Hujan

1 0 0
                                    

Sore itu hujan lebat mengguyur membasahi jalanan ibu kota, Naila berdiri di depan kantornya menatap dan sesekali menghirup dan menikmati aroma pentatoniks favoritnya. Tak lama kemudian sekretaris barunya yang sudah bekerja selama kurang lebih satu minggu itu menghampirinya berdecak pinggang dengan kesal menatap hujan di depannya.

"Kenapa kau kesal?" Tanya wanita di sampingnya.

"Aku lupa membawa mantel atau hodie ku, jadi aku tidak bisa pulang." dengus pria itu.

"Begitu."

"Kau sendiri kenapa masih disini?" Tanya  laki-laki itu.

"Hah? aku? tentu saja menunggu hujan ini sedikit mereda." jawabnya asal.

"Kau tidak berubah, ya."

"Payungku tertinggal di dalam mobil, dan mobilku ada di parkiran luar tidak di bastman." jawabnya.

Ingata keduanya seketika berputar begitu mendengar kata payung. Teringat akan masalalu mereka? mungkin saja. Naila menatap hujan sekali lagi sebelum akhirnya wanita itu melangkah dan berlari kearah mobilnya dan mengambil payungnya dari sana.

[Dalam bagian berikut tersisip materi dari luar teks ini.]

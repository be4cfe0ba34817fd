//! Shared WebSocket connection helpers
//!
//! Provides the TLS-enabled WebSocket connect used by streaming feeds.

use tokio_tungstenite::{
    connect_async_tls_with_config, Connector, MaybeTlsStream, WebSocketStream,
};

use crate::feeds::errors::FeedError;

/// Type alias for the WebSocket stream with TLS
pub type TlsWebSocketStream = WebSocketStream<MaybeTlsStream<tokio::net::TcpStream>>;

/// Connect to a WebSocket endpoint with TLS (TLSv1.2 minimum)
///
/// Plain `ws://` URLs are accepted too; the connector is only used for
/// `wss://`.
pub async fn connect_tls(url: &str) -> Result<TlsWebSocketStream, FeedError> {
    let tls = native_tls::TlsConnector::builder()
        .min_protocol_version(Some(native_tls::Protocol::Tlsv12))
        .build()
        .map_err(|e| FeedError::Tls(e.to_string()))?;

    let (ws_stream, _response) =
        connect_async_tls_with_config(url, None, false, Some(Connector::NativeTls(tls)))
            .await
            .map_err(FeedError::from)?;

    Ok(ws_stream)
}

Naila kembali dari mengambil payungnya dan berjalan mendekakati Arjuan yang masih diam disana, "Tolong simpan ini diruanganku." ucapnya memberikan paper bag yang cukup besar itu kearah Arjuna.

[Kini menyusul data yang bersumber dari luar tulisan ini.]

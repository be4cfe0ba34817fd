//! Application-wide error types using thiserror
//!
//! Startup failures are wrapped in AppError. Feed failures keep their own
//! `FeedError` taxonomy and stay inside the supervisor, which reports
//! them through `SupervisorOutcome`.

use thiserror::Error;

#[derive(Error, Debug)]
pub enum AppError {
    #[error("Configuration error: {0}")]
    Config(String),

    #[error("IO error: {0}")]
    Io(#[from] std::io::Error),
}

"Ini apa?" tanyanya polos.

"Sudah taruh saja."

Naila pergi meninggalkan laki-laki itu masih dengan wajah polos dan tak mengertinya. Mata onyx nya memperhatikan kepergian wanita itu yang perlahan menghilang bersama sang hujan. Ingin rasanya mulut pria itu bertanya, namun entah mengapa bibirnya mendadak membisu.

*

Huhan semakin deras mengguyur Jakarta sore itu, pergantian sif kerja telah berlangsung satu jam yang lalu. Disini lah Arjuna berada di ruangan yang satu minggu ini ia gunakan untuk bekerja, ya. Ruangan itu adalah ruang kerja Naila.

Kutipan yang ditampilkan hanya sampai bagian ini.